The Revolving Credit Facility bears interest at the same rate options as the Term Loan Facility. In addition to interest on debt borrowings, we are assessed quarterly commitment fees on the unutilized portion of the facility as well as letter of credit fees on outstanding instruments. At June 30, 2021, we had no outstanding borrowings under the Revolving Credit Facility, providing $75,000 of available capacity.
Debt Issuance Costs—The costs associated with the Term Loan Facility and Revolving Credit Facility are reflected on the Condensed Consolidated Balance Sheets as a direct reduction from the related debt liability and amortized over the terms of the respective facilities. Amortization of debt issuance costs was $604 and $1,264 for the three and six months ended June 30, 2021, respectively, and $740 and $1,492 for the three and six months ended June 30, 2020, respectively, and was recorded as interest expense. Additionally, due to early payments of $18,000 and $5,444 on the Term Loan Facility in the first and second quarters of 2021, respectively, we recorded losses on debt extinguishment of $94 and $431 for the three and six months ended June 30, 2020, respectively, related to debt issuance costs.
Other Debt—During the second quarter of 2020, the Company’s two 50% owned subsidiaries received three short-term Paycheck Protection Program loans (the “PPP Loans”) totaling approximately $9,800. During the second quarter of 2021, the Small Business Administration (“SBA”) forgave one of the PPP Loans of approximately $3,000, of which the Company recorded a gain on debt extinguishment of $1,495 for its 50% portion of the gain. The remaining two PPP Loans are classified as short-term debt under “Current Liabilities” on the Consolidated Balance Sheets at June 30, 2021, as we expect to receive a forgiveness determination by the SBA within the next twelve months.

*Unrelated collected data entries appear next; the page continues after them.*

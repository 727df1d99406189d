//! Redis-backed lifecycle lock store.

use std::collections::HashMap;

use async_trait::async_trait;
use chrono::{DateTime, TimeZone, Utc};
use ondemand_application::LockStore;
use ondemand_core::{AppError, AppResult};
use ondemand_domain::{AcquireOutcome, ExecutionReference, LOCK_RECORD_ID, LockRecord};
use redis::{AsyncCommands, Script};

const ACQUIRE_SCRIPT: &str = r#"
if redis.call('HGET', KEYS[1], 'in_progress') == '1' then
  return 0
end
redis.call('HSET', KEYS[1], 'in_progress', '1', 'execution_reference', ARGV[1], 'updated_at', ARGV[2])
return 1
"#;

const RELEASE_SCRIPT: &str = r#"
redis.call('HSET', KEYS[1], 'in_progress', '0', 'updated_at', ARGV[1])
redis.call('HDEL', KEYS[1], 'execution_reference')
return 1
"#;

/// Redis implementation of the lock store port.
///
/// The record is one hash; acquire and release run as Lua scripts so each is
/// applied atomically on the server.
#[derive(Clone)]
pub struct RedisLockStore {
    client: redis::Client,
    key_prefix: String,
}

impl RedisLockStore {
    /// Creates a lock store with a configured Redis client and key prefix.
    #[must_use]
    pub fn new(client: redis::Client, key_prefix: impl Into<String>) -> Self {
        Self {
            client,
            key_prefix: key_prefix.into(),
        }
    }

    fn record_key(&self) -> String {
        format!("{}:lock:{LOCK_RECORD_ID}", self.key_prefix)
    }

    async fn connection(&self) -> AppResult<redis::aio::MultiplexedConnection> {
        self.client
            .get_multiplexed_async_connection()
            .await
            .map_err(|error| {
                AppError::StoreUnavailable(format!("failed to connect to redis: {error}"))
            })
    }
}

#[async_trait]
impl LockStore for RedisLockStore {
    async fn read(&self) -> AppResult<Option<LockRecord>> {
        let mut connection = self.connection().await?;
        let fields: HashMap<String, String> = connection
            .hgetall(self.record_key())
            .await
            .map_err(|error| {
                AppError::StoreUnavailable(format!("failed to read lifecycle lock: {error}"))
            })?;

        lock_record_from_fields(&fields)
    }

    async fn conditional_acquire(
        &self,
        execution_reference: &ExecutionReference,
    ) -> AppResult<AcquireOutcome> {
        let mut connection = self.connection().await?;
        let acquired: i32 = Script::new(ACQUIRE_SCRIPT)
            .key(self.record_key())
            .arg(execution_reference.as_str())
            .arg(Utc::now().timestamp_millis())
            .invoke_async(&mut connection)
            .await
            .map_err(|error| {
                AppError::StoreUnavailable(format!(
                    "failed to acquire lifecycle lock for run '{execution_reference}': {error}"
                ))
            })?;

        Ok(if acquired == 1 {
            AcquireOutcome::Acquired
        } else {
            AcquireOutcome::AlreadyActive
        })
    }

    async fn release(&self) -> AppResult<()> {
        let mut connection = self.connection().await?;
        Script::new(RELEASE_SCRIPT)
            .key(self.record_key())
            .arg(Utc::now().timestamp_millis())
            .invoke_async::<i32>(&mut connection)
            .await
            .map_err(|error| {
                AppError::StoreUnavailable(format!("failed to release lifecycle lock: {error}"))
            })?;

        Ok(())
    }
}

fn lock_record_from_fields(fields: &HashMap<String, String>) -> AppResult<Option<LockRecord>> {
    if fields.is_empty() {
        return Ok(None);
    }

    let in_progress = fields.get("in_progress").map(String::as_str) == Some("1");
    let execution_reference = fields
        .get("execution_reference")
        .cloned()
        .map(ExecutionReference::new)
        .transpose()?;
    let updated_at = fields
        .get("updated_at")
        .map(|value| parse_timestamp_millis(value))
        .transpose()?
        .unwrap_or_else(Utc::now);

    Ok(Some(LockRecord::from_parts(
        in_progress,
        execution_reference,
        updated_at,
    )))
}

fn parse_timestamp_millis(value: &str) -> AppResult<DateTime<Utc>> {
    let millis = value.parse::<i64>().map_err(|error| {
        AppError::Internal(format!("invalid lifecycle lock timestamp '{value}': {error}"))
    })?;

    Utc.timestamp_millis_opt(millis).single().ok_or_else(|| {
        AppError::Internal(format!("lifecycle lock timestamp '{value}' is out of range"))
    })
}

Compliance and Other—The Credit Agreement contains various affirmative and negative covenants that may, subject to certain exceptions, restrict the ability of us and our subsidiaries to, among other things, grant liens, incur additional indebtedness, make loans, advances or other investments, make non-ordinary course asset sales, declare or pay dividends or make other distributions with respect to equity interests, purchase, redeem or otherwise acquire or retire capital stock or other equity interests, or merge or consolidate with any other person, among various other things. In addition, the Company is required to maintain certain financial covenants. As of June 30, 2021, we were in compliance with all of our restrictive and financial covenants. The Company’s debt is recorded at its carrying amount in the Condensed Consolidated Balance Sheets. At June 30, 2021 and December 31, 2020, the carrying values of our debt outstanding approximated the fair values.
9. | FINANCIAL INSTRUMENTS |
Interest Rate Derivative—We continue to utilize a swap arrangement to hedge against interest rate variability associated with $275,000 of the $315,000 outstanding under the Term Loan Facility. The Company has designated its interest rate swap agreement as a cash flow hedging derivative. To the extent the derivative instrument is effective and the documentation requirements have been met, changes in fair value are recognized in other comprehensive income (loss) (“OCI”) until the underlying hedged item is recognized in earnings. At June 30, 2021, the fair value of the swap recorded in accumulated other comprehensive income (loss) (“AOCI”) was a net loss of $4,719.
Derivatives Disclosures
Fair Value—Financial instruments are required to be categorized within a valuation hierarchy based upon the lowest level of input that is significant to the fair value measurement. The three levels of the valuation hierarchy are as follows:
•Level 1—Fair value is based on quoted prices in active markets.
•Level 2—Fair value is based on internally developed models that use, as their basis, readily observable market parameters. Our derivative positions are classified within level 2 of the valuation hierarchy as they are valued using quoted market prices for similar assets and liabilities in active markets. These level 2 derivatives are valued utilizing an income approach, which discounts future cash flow based on current market expectations and adjusts for credit risk.
•Level 3—Fair value is based on internally developed models that use, as their basis, significant unobservable market parameters. The Company did not have any level 3 classifications at June 30, 2021 or December 31, 2020.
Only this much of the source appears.